(Material to process Opens)

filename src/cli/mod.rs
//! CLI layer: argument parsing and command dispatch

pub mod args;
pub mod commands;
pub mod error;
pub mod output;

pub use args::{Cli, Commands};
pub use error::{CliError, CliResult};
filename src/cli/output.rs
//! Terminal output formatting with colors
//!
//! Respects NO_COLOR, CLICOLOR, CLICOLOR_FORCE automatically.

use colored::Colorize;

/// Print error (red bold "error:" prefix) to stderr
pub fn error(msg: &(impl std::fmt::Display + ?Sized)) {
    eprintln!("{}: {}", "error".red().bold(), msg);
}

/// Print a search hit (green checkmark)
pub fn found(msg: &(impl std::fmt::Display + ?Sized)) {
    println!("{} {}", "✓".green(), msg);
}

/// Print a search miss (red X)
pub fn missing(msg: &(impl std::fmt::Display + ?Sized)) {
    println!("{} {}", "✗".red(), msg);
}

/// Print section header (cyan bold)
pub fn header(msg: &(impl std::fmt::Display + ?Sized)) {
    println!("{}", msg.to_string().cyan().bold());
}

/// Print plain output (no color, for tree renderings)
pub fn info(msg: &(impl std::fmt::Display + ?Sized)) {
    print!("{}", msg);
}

(Material to process Closes)
(Material to process Opens)

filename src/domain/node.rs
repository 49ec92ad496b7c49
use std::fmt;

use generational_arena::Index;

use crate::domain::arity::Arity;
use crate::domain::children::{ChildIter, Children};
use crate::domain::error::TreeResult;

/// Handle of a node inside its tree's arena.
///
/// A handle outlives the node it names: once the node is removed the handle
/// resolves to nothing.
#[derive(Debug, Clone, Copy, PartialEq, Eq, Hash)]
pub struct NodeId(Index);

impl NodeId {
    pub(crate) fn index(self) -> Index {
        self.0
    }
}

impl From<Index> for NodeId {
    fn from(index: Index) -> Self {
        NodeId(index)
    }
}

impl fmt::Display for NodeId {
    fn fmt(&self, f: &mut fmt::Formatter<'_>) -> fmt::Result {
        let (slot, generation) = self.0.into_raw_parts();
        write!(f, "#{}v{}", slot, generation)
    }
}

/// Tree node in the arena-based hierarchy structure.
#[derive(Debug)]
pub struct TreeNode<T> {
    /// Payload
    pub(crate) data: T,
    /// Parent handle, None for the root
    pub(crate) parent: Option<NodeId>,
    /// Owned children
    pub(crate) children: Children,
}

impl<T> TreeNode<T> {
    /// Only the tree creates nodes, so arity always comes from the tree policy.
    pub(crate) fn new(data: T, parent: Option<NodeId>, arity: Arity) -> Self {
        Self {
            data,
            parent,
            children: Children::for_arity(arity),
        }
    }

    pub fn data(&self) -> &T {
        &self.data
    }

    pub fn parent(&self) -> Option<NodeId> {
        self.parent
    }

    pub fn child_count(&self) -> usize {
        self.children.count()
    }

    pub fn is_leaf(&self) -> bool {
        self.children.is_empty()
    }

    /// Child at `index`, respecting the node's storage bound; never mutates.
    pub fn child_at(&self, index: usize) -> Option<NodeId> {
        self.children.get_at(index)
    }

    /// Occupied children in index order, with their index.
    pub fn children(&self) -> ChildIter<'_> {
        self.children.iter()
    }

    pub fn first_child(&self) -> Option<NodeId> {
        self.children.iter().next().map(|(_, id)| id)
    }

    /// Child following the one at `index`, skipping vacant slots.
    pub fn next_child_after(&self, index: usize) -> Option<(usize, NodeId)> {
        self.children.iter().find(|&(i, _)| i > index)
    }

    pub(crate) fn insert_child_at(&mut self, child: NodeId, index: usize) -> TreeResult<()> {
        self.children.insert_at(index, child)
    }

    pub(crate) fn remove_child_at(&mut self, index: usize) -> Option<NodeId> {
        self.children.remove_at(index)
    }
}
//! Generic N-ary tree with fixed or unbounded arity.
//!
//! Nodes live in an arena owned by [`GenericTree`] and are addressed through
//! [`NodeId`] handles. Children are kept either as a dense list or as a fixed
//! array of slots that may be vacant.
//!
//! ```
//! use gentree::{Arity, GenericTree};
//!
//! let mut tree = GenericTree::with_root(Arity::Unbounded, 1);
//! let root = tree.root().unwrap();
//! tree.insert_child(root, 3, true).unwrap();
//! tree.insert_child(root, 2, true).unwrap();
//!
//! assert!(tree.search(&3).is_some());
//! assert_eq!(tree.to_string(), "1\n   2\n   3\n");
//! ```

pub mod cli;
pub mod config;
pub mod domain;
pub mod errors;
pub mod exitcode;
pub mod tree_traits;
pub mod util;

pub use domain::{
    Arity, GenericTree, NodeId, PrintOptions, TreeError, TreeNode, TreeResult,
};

(Material to process Closes)

• _Aim of the exercise_: Word for word, restate the lines above from the line containing "pub fn missing(msg: &(impl" through the line containing "for tree renderings)", with both included and nothing else.

• _Written response_:
pub fn missing(msg: &(impl std::fmt::Display + ?Sized)) {
    println!("{} {}", "✗".red(), msg);
}

/// Print section header (cyan bold)
pub fn header(msg: &(impl std::fmt::Display + ?Sized)) {
    println!("{}", msg.to_string().cyan().bold());
}

/// Print plain output (no color, for tree renderings)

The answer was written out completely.